_EXERCISE REQUIREMENTS_
Show each line from the records below in which the word "TabletCount" occurs.

_MATERIAL SUPPLIED_

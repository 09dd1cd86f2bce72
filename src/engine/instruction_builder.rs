// ==========================================
// 减停排程系统 - 服药说明生成引擎
// ==========================================
// 职责: 将步骤的毫克剂量渲染为处方行 (规格 + 说明 + 应发片数)
// 输入: 步骤 + 日历区间 + 规格目录
// 输出: 按药物字母序、规格升序排列的处方行
// ==========================================

mod core;
mod wording;

#[cfg(test)]
mod tests;

pub use self::core::InstructionBuilder;
pub use self::wording::{count_word, format_strength, join_phrases, slot_phrase};
use crate::domain::step::DOSE_EPSILON;
use serde::Serialize;

/// 某规格的片数（整数片或 .5 片）
#[derive(Debug, Clone, Copy, PartialEq, Serialize)]
pub struct TabletCount {
    pub strength_mg: f64,
    pub count: f64,
}

/// 单个剂量的片剂拆分
#[derive(Debug, Clone, PartialEq, Serialize)]
pub struct Breakdown {
    pub dose_mg: f64,
    /// 按规格降序
    pub counts: Vec<TabletCount>,
}

impl Breakdown {
    /// 某规格的片数，未使用为 0
    pub fn count_for(&self, strength_mg: f64) -> f64 {
        self.counts
            .iter()
            .find(|c| same_strength(c.strength_mg, strength_mg))
            .map(|c| c.count)
            .unwrap_or(0.0)
    }

    pub fn uses(&self, strength_mg: f64) -> bool {
        self.count_for(strength_mg) > 0.0
    }

    /// 总片数（半片计 0.5）
    pub fn total_tablets(&self) -> f64 {
        self.counts.iter().map(|c| c.count).sum()
    }

    /// Σ 规格 × 片数
    pub fn delivered_mg(&self) -> f64 {
        self.counts.iter().map(|c| c.strength_mg * c.count).sum()
    }

    /// 至少包含一整片
    pub fn has_whole_tablet(&self) -> bool {
        self.counts.iter().any(|c| c.count >= 1.0 - DOSE_EPSILON)
    }

    /// 不含半片
    pub fn is_whole_only(&self) -> bool {
        self.counts
            .iter()
            .all(|c| (c.count - c.count.round()).abs() < DOSE_EPSILON)
    }
}

pub(crate) fn same_strength(a: f64, b: f64) -> bool {
    (a - b).abs() < DOSE_EPSILON
}

/// 用给定规格组合表达一个剂量
///
/// 规格从大到小贪心取整片；余量若恰为某规格的一半（从大到小找），补半片；
/// 余量最终必须在容差内为 0，否则返回 None。
pub fn breakdown_dose(dose_mg: f64, strengths: &[f64]) -> Option<Breakdown> {
    let mut ordered = strengths.to_vec();
    ordered.sort_by(|a, b| b.total_cmp(a));

    let mut remaining = dose_mg;
    let mut counts: Vec<TabletCount> = Vec::new();

    for strength in &ordered {
        let whole = ((remaining + DOSE_EPSILON) / strength).floor();
        if whole >= 1.0 {
            counts.push(TabletCount {
                strength_mg: *strength,
                count: whole,
            });
            remaining -= whole * strength;
        }
    }

    if remaining.abs() >= DOSE_EPSILON {
        let half = ordered
            .iter()
            .find(|s| (remaining - *s / 2.0).abs() < DOSE_EPSILON)?;
        match counts.iter_mut().find(|c| same_strength(c.strength_mg, *half)) {
            Some(existing) => existing.count += 0.5,
            None => counts.push(TabletCount {
                strength_mg: *half,
                count: 0.5,
            }),
        }
    }

    counts.sort_by(|a, b| b.strength_mg.total_cmp(&a.strength_mg));
    Some(Breakdown { dose_mg, counts })
}

#[cfg(test)]
mod tests {
    use super::*;

    #[test]
    fn test_whole_then_half() {
        let bd = breakdown_dose(0.75, &[0.5]).unwrap();
        assert_eq!(bd.count_for(0.5), 1.5);
        assert!(bd.has_whole_tablet());
        assert!(!bd.is_whole_only());
    }

    #[test]
    fn test_greedy_largest_first() {
        let bd = breakdown_dose(18.0, &[2.0, 5.0]).unwrap();
        // 5×3 = 15, 余 3 → 2×1, 余 1 = 2 的一半
        assert_eq!(bd.count_for(5.0), 3.0);
        assert_eq!(bd.count_for(2.0), 1.5);
        assert!((bd.delivered_mg() - 18.0).abs() < DOSE_EPSILON);
    }

    #[test]
    fn test_bare_half_tablet() {
        let bd = breakdown_dose(5.0, &[10.0]).unwrap();
        assert_eq!(bd.count_for(10.0), 0.5);
        assert!(!bd.has_whole_tablet());
        assert_eq!(bd.total_tablets(), 0.5);
    }

    #[test]
    fn test_unrepresentable_remainder() {
        assert!(breakdown_dose(0.6, &[1.0, 2.0]).is_none());
        assert!(breakdown_dose(3.0, &[2.0]).is_some());
        assert!(breakdown_dose(0.3, &[2.0]).is_none());
    }
}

_ANSWER TO THE EXERCISE_
pub struct TabletCount {
    pub counts: Vec<TabletCount>,
    let mut counts: Vec<TabletCount> = Vec::new();
            counts.push(TabletCount {
            None => counts.push(TabletCount {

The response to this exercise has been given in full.